An anime adaptation of Rumiko Takahashi's manga series Ranma ½ (らんま 1/2) debuted on Fuji TV on April 15, 1989. It was canceled due to low ratings after only 18 episodes, with the last airing on September 16, 1989. However, the series was reworked by most of the same staff, retitled Ranma ½ Nettōhen (らんま 1/2 熱闘編) and debuted in December of that same year. It went on to become much more popular, lasting for 143 episodes.

Viz Media licensed both anime for English dubs and labeled them as one.
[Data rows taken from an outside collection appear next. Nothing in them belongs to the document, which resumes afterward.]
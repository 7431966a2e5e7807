//! Anthropic Messages API provider

use super::sse::parse_sse_lines;
use super::types::{LlmMessage, LlmRequest, LlmResponse, MessageRole, TextStream, Usage};
use super::{LlmConfig, LlmError, LlmService};
use async_trait::async_trait;
use futures::StreamExt;
use reqwest::Client;
use serde::{Deserialize, Serialize};
use std::time::Duration;
use tokio_util::sync::CancellationToken;

const API_URL: &str = "https://api.anthropic.com/v1/messages";
const API_VERSION: &str = "2023-06-01";

/// Anthropic service implementation
pub struct AnthropicService {
    client: Client,
    api_key: Option<String>,
    base_url: String,
    model_id: String,
    max_tokens: u32,
}

impl AnthropicService {
    pub fn new(config: &LlmConfig) -> Result<Self, LlmError> {
        let base_url = match config.gateway.as_deref() {
            Some(gw) => format!("{}/v1/messages", gw.trim_end_matches('/')),
            None => API_URL.to_string(),
        };

        let client = Client::builder()
            .timeout(Duration::from_secs(300))
            .build()
            .map_err(|e| LlmError::unclassified(format!("Failed to create HTTP client: {e}")))?;

        Ok(Self {
            client,
            api_key: config.anthropic_api_key.clone(),
            base_url,
            model_id: config.model.clone(),
            max_tokens: config.max_tokens,
        })
    }

    fn translate_request(&self, request: &LlmRequest, stream: bool) -> AnthropicRequest {
        AnthropicRequest {
            model: self.model_id.clone(),
            max_tokens: request.max_tokens.unwrap_or(self.max_tokens),
            system: if request.system.is_empty() {
                None
            } else {
                Some(request.system.clone())
            },
            messages: merge_turns(&request.messages),
            stream,
        }
    }

    async fn post(&self, body: &AnthropicRequest) -> Result<reqwest::Response, LlmError> {
        let api_key = match &self.api_key {
            Some(key) => key.as_str(),
            // Gateways authenticate on our behalf
            None if self.base_url != API_URL => "implicit",
            None => {
                return Err(LlmError::credentials(
                    "No API key configured. Set ANTHROPIC_API_KEY.",
                ))
            }
        };

        let response = self
            .client
            .post(&self.base_url)
            .header("x-api-key", api_key)
            .header("anthropic-version", API_VERSION)
            .header("content-type", "application/json")
            .json(body)
            .send()
            .await
            .map_err(|e| classify_transport_error(&e))?;

        let status = response.status();
        if !status.is_success() {
            let text = response.text().await.unwrap_or_default();
            return Err(classify_error(status, &text));
        }
        Ok(response)
    }
}

/// Collapse consecutive same-role turns and drop leading assistant turns; the
/// Messages API expects alternating roles starting with the user.
fn merge_turns(messages: &[LlmMessage]) -> Vec<AnthropicMessage> {
    let mut merged: Vec<AnthropicMessage> = Vec::with_capacity(messages.len());
    for message in messages {
        if message.text.trim().is_empty() {
            continue;
        }
        let role = match message.role {
            MessageRole::User => "user",
            MessageRole::Assistant => "assistant",
        };
        if merged.is_empty() && role == "assistant" {
            continue;
        }
        match merged.last_mut() {
            Some(last) if last.role == role => {
                last.content.push_str("\n\n");
                last.content.push_str(&message.text);
            }
            _ => merged.push(AnthropicMessage {
                role: role.to_string(),
                content: message.text.clone(),
            }),
        }
    }
    merged
}

fn classify_transport_error(e: &reqwest::Error) -> LlmError {
    if e.is_timeout() {
        LlmError::unreachable(format!("Request timeout: {e}"))
    } else if e.is_connect() {
        LlmError::unreachable(format!("Connection failed: {e}"))
    } else {
        LlmError::unclassified(format!("Request failed: {e}"))
    }
}

fn classify_error(status: reqwest::StatusCode, body: &str) -> LlmError {
    let message = serde_json::from_str::<AnthropicErrorBody>(body)
        .map_or_else(|_| body.to_string(), |parsed| parsed.error.message);
    let err = LlmError::from_status(status.as_u16(), &message);
    match serde_json::from_str::<serde_json::Value>(body)
        .ok()
        .and_then(|v| v.get("error")?.get("retry_after")?.as_f64())
    {
        Some(secs) if status == reqwest::StatusCode::TOO_MANY_REQUESTS => {
            err.with_retry_after(Duration::from_secs_f64(secs))
        }
        _ => err,
    }
}

/// Map one SSE payload to a text fragment, a terminal error, or nothing
fn fragment_from_event(line: &str) -> Option<Result<String, LlmError>> {
    let event: AnthropicStreamEvent = match serde_json::from_str(line) {
        Ok(e) => e,
        Err(e) => {
            tracing::warn!(line = %line, error = %e, "Failed to parse stream event");
            return None;
        }
    };

    match event {
        AnthropicStreamEvent::ContentBlockDelta {
            delta: AnthropicDelta::TextDelta { text },
        } if !text.is_empty() => Some(Ok(text)),
        AnthropicStreamEvent::Error { error } => Some(Err(match error.r#type.as_str() {
            "overloaded_error" | "api_error" => LlmError::service(error.message),
            "rate_limit_error" => LlmError::throttled(error.message),
            "authentication_error" | "permission_error" => LlmError::credentials(error.message),
            "invalid_request_error" => LlmError::rejected(error.message),
            _ => LlmError::unclassified(error.message),
        })),
        _ => None,
    }
}

#[async_trait]
impl LlmService for AnthropicService {
    async fn complete(&self, request: &LlmRequest) -> Result<LlmResponse, LlmError> {
        let body = self.translate_request(request, false);
        let response = self.post(&body).await?;
        let text = response
            .text()
            .await
            .map_err(|e| LlmError::unreachable(format!("Failed to read response: {e}")))?;

        let parsed: AnthropicResponse = serde_json::from_str(&text).map_err(|e| {
            LlmError::unclassified(format!("Failed to parse response: {e} - body: {text}"))
        })?;

        let text = parsed
            .content
            .into_iter()
            .filter_map(|block| match block {
                AnthropicContentBlock::Text { text } => Some(text),
                AnthropicContentBlock::Other => None,
            })
            .collect::<String>();

        Ok(LlmResponse {
            text,
            usage: Usage {
                input_tokens: parsed.usage.input_tokens,
                output_tokens: parsed.usage.output_tokens,
            },
        })
    }

    async fn stream(
        &self,
        request: &LlmRequest,
        cancel: CancellationToken,
    ) -> Result<TextStream, LlmError> {
        let body = self.translate_request(request, true);
        let response = self.post(&body).await?;

        let fragments = parse_sse_lines(response.bytes_stream())
            .filter_map(|line| {
                let item = match line {
                    Ok(line) => fragment_from_event(&line),
                    Err(e) => Some(Err(classify_transport_error(&e))),
                };
                std::future::ready(item)
            })
            .take_until(cancel.cancelled_owned());

        Ok(Box::pin(fragments))
    }

    fn model_id(&self) -> &str {
        &self.model_id
    }
}

// Anthropic API types

#[derive(Debug, Serialize)]
struct AnthropicRequest {
    model: String,
    max_tokens: u32,
    #[serde(skip_serializing_if = "Option::is_none")]
    system: Option<String>,
    messages: Vec<AnthropicMessage>,
    #[serde(skip_serializing_if = "std::ops::Not::not")]
    stream: bool,
}

#[derive(Debug, Serialize)]
struct AnthropicMessage {
    role: String,
    content: String,
}

#[derive(Debug, Deserialize)]
struct AnthropicResponse {
    content: Vec<AnthropicContentBlock>,
    usage: AnthropicUsage,
}

#[derive(Debug, Deserialize)]
#[serde(tag = "type", rename_all = "snake_case")]
enum AnthropicContentBlock {
    Text {
        text: String,
    },
    #[serde(other)]
    Other,
}

#[derive(Debug, Deserialize)]
struct AnthropicUsage {
    input_tokens: u64,
    output_tokens: u64,
}

#[derive(Debug, Deserialize)]
#[serde(tag = "type", rename_all = "snake_case")]
enum AnthropicStreamEvent {
    ContentBlockDelta {
        delta: AnthropicDelta,
    },
    Error {
        error: AnthropicErrorDetail,
    },
    #[serde(other)]
    Other,
}

#[derive(Debug, Deserialize)]
#[serde(tag = "type", rename_all = "snake_case")]
enum AnthropicDelta {
    TextDelta {
        text: String,
    },
    #[serde(other)]
    Other,
}

#[derive(Debug, Deserialize)]
struct AnthropicErrorBody {
    error: AnthropicErrorDetail,
}

#[derive(Debug, Deserialize)]
struct AnthropicErrorDetail {
    r#type: String,
    message: String,
}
They released them in North America in seven DVD collections they call "seasons". The first Ranma ½ series is season 1, which was given the titled "Digital Dojo".

Episode 13 included a next episode preview to "The Abduction of P-Chan". However, "The Abduction of P-Chan" and the two following episodes that continue the story were not broadcast because of several kidnappings in Japan at the time. This causes a very slight plot hole in episode 15, which includes flashbacks to the then unaired episodes. They were later broadcast as Ranma ½ Nettōhen episodes 7-9. In the Blu-ray release, these three episodes are switched back to episodes 14-16 of the first anime, as originally planned.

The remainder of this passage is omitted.